So I'm back looking at 7 type kits again as when we move house in the summer I should have more space and a bit more time for a project.

As well as going down the used route I've also looked at building one myself.

Thing is I've looked at a few kits and realised that 'Locost' isn't strictly true - which I expected, but didn't think it's be that far off!

I've looked at the following kits so far, and done a spreadsheet for each one listing parts and costs - all coming out around the £13.5k mark.....

Aries Locotec
GBS Zero
Tiger Avon

Granted I've based it on a new crated Zetec lump and an Emerald ecu. Diff and gear box I've gone cheap route (eBay or breakers) and costs for 'home refurb' with new bearing and seal kits.

Problem is I'm struggling to find cheaper alternatives to a lot of things.

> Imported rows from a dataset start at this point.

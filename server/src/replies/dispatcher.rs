//! Reply dispatcher interface and the inline (no broker) implementation.

use std::time::Duration;

use async_trait::async_trait;
use tokio::sync::Mutex;
use tokio::time::Instant;
use tracing::{error, info, instrument, warn};

use super::processor::{ProcessOutcome, ReplyProcessor};
use super::types::{DispatchError, QueueMetrics, ReplyJob};
use crate::ratelimit::{Admission, RateLimit, RateLimiterState};

/// Accepts reply jobs for publishing.
#[async_trait]
pub trait ReplyDispatcher: Send + Sync {
    /// Hands `job` over for its single publish attempt.
    async fn enqueue(&self, job: ReplyJob) -> Result<(), DispatchError>;

    /// Queue counters for external observability.
    async fn metrics(&self) -> QueueMetrics;

    /// Whether jobs survive a process restart.
    fn is_durable(&self) -> bool;
}

/// Publishes synchronously inside `enqueue`.
///
/// Used when no Redis is configured. The same throughput ceiling applies: a
/// call waits for admission, and a rate-limited publish imposes a cool-down
/// on later calls. The rate-limited job itself is dropped.
pub struct InlineDispatcher {
    processor: ReplyProcessor,
    limit: RateLimit,
    cool_down: Duration,
    state: Mutex<RateLimiterState>,
}

impl InlineDispatcher {
    #[must_use]
    pub fn new(processor: ReplyProcessor, limit: RateLimit, cool_down: Duration) -> Self {
        Self {
            processor,
            limit,
            cool_down,
            state: Mutex::new(RateLimiterState::new()),
        }
    }

    async fn wait_for_admission(&self) {
        loop {
            let admission = {
                let mut state = self.state.lock().await;
                state.try_admit(&self.limit, Instant::now().into_std())
            };
            match admission {
                Admission::Admit => return,
                Admission::Deny { retry_after } => tokio::time::sleep(retry_after).await,
            }
        }
    }
}

#[async_trait]
impl ReplyDispatcher for InlineDispatcher {
    #[instrument(skip(self, job), fields(reply_id = %job.id))]
    async fn enqueue(&self, job: ReplyJob) -> Result<(), DispatchError> {
        self.wait_for_admission().await;

        match self.processor.process(&job).await {
            ProcessOutcome::Published { hash } => {
                info!(hash = %hash, reply_to = %job.reply_to, "Reply published");
            }
            ProcessOutcome::RateLimited { retry_after } => {
                let cool_down = self.cool_down.max(retry_after.unwrap_or_default());
                self.state
                    .lock()
                    .await
                    .throttle(cool_down, Instant::now().into_std());
                warn!(
                    cool_down_ms = cool_down.as_millis() as u64,
                    "Rate limited while publishing inline, reply dropped"
                );
            }
            ProcessOutcome::Failed { error } => {
                error!(error = %error, "Error processing reply");
            }
        }

        Ok(())
    }

    async fn metrics(&self) -> QueueMetrics {
        QueueMetrics::default()
    }

    fn is_durable(&self) -> bool {
        false
    }
}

The only other route is getting a running Zetec from another car and keeping standard ecu - which I think would save around £1k.

Still doesn't get it to the 'around £10k' discussion I had with the Wife....

Thing is I'm struggling to see where else I could save money. I've included £1k for IVA and DVLA costs too in the cost plan.

Any ideas where money can be saved? Alternative suppliers to Kit Spares and Rally Design?

At this cost I might as well buy an ex demo from Tiger or Aries.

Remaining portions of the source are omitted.